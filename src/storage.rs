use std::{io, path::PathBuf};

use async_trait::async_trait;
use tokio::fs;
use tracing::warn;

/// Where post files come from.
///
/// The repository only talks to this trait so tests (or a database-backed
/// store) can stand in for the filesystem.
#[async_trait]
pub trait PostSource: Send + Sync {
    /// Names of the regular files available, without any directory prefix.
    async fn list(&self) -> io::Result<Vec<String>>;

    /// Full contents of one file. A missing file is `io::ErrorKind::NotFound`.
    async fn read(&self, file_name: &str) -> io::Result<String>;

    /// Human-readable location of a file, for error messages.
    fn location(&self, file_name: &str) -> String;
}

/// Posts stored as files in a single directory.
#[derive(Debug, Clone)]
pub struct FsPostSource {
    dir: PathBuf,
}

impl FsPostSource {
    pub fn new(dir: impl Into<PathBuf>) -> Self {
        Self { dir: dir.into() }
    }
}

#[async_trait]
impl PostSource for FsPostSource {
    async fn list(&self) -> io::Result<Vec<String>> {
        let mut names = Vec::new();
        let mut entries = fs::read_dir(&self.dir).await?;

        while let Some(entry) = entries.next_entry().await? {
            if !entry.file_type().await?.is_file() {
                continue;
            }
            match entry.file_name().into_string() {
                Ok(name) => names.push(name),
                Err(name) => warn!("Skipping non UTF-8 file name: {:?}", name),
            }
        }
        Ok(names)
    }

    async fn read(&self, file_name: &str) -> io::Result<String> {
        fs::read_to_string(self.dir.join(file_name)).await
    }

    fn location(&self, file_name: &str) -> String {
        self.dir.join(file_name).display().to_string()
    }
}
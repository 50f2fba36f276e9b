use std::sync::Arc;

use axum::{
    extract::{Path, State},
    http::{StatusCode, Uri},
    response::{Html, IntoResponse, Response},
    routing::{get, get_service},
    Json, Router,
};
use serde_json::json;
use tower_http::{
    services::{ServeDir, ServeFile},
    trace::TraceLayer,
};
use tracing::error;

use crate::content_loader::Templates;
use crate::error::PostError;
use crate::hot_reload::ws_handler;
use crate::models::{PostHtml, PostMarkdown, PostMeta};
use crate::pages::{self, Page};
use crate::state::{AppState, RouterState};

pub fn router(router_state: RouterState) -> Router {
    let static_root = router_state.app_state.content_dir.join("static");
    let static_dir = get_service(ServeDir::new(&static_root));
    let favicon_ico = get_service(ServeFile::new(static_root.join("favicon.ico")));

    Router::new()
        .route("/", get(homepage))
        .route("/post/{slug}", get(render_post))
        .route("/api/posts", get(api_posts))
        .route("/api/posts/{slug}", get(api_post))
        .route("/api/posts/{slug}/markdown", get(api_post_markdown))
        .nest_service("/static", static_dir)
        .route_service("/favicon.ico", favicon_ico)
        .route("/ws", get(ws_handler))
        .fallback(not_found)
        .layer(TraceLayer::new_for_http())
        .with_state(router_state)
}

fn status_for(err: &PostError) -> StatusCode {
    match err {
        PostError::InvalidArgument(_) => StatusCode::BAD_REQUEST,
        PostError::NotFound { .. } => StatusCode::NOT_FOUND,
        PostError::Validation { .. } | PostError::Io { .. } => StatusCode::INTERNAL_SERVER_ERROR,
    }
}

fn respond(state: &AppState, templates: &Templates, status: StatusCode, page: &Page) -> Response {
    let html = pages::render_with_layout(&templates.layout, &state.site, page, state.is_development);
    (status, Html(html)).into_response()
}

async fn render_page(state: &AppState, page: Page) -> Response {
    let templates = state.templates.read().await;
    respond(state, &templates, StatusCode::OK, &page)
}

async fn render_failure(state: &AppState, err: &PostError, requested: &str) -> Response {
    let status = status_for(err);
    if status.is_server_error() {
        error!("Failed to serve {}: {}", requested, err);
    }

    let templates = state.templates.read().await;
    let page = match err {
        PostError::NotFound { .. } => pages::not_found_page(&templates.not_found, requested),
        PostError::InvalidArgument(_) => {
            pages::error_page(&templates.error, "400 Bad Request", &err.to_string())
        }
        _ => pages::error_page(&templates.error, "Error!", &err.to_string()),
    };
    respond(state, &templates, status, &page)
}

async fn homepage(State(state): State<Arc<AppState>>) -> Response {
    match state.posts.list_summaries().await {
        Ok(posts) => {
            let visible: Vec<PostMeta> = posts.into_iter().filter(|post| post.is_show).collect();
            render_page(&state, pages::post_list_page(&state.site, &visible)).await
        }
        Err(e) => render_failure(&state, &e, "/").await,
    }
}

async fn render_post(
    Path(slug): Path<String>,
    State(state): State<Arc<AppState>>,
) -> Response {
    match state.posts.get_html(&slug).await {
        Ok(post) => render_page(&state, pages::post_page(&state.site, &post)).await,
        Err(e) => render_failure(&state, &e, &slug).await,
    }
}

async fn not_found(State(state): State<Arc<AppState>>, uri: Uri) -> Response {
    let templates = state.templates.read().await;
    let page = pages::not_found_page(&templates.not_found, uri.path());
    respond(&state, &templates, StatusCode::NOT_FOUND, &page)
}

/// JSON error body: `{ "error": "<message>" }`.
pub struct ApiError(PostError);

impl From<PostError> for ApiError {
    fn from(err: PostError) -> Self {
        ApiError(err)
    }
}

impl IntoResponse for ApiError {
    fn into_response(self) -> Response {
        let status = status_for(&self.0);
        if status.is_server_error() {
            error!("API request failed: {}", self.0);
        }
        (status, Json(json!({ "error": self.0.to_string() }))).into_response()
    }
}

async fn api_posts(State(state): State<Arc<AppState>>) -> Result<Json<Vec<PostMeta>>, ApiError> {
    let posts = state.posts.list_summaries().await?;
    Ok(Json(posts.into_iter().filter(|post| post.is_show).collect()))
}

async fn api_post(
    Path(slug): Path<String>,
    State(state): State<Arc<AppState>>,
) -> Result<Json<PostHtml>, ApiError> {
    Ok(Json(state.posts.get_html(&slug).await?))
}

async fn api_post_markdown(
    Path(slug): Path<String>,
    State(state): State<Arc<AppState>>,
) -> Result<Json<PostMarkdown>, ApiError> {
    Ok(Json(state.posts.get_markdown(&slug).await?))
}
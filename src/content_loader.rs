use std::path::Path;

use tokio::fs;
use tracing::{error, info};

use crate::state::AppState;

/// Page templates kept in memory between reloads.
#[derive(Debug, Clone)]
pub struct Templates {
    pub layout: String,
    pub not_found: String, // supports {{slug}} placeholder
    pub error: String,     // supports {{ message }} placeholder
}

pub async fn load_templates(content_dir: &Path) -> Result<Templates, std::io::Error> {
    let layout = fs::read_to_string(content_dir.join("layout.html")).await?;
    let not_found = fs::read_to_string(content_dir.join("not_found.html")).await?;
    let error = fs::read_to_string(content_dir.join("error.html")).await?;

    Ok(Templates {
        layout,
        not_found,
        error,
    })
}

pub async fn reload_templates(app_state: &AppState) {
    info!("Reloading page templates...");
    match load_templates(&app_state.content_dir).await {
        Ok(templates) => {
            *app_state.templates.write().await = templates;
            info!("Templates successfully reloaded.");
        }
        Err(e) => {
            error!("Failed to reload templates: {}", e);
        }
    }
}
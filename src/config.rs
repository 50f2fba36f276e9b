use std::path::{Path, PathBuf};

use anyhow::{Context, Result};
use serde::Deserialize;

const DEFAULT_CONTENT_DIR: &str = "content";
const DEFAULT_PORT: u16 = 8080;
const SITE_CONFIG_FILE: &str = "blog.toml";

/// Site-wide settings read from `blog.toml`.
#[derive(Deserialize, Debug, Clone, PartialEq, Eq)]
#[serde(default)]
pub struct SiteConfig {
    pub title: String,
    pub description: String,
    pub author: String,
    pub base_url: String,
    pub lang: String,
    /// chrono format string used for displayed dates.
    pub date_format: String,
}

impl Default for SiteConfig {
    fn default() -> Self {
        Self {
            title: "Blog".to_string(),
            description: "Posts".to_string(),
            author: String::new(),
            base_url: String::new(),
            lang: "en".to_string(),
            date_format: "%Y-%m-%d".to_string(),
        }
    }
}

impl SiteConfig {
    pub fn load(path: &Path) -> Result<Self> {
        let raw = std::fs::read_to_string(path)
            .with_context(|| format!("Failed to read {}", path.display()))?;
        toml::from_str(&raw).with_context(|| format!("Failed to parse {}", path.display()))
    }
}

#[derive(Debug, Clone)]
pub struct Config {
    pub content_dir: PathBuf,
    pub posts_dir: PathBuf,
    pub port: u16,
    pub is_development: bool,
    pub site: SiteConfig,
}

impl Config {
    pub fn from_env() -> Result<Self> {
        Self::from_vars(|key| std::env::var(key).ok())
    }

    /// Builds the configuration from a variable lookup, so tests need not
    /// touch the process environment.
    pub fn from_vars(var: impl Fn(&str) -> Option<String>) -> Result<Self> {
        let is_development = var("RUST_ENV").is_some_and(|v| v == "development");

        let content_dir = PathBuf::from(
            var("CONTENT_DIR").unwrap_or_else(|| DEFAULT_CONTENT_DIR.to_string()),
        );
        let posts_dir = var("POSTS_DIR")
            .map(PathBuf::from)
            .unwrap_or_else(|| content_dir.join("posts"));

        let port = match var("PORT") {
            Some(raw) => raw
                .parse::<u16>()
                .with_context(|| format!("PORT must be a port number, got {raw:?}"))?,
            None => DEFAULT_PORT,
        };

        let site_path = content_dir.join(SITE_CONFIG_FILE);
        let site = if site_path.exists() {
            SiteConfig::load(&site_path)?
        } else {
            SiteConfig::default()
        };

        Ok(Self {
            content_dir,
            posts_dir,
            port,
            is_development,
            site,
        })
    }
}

====

» **Task brief**
Return the count of lines in the entries above that include the word "parse", without any added text.

» **Completed task**
2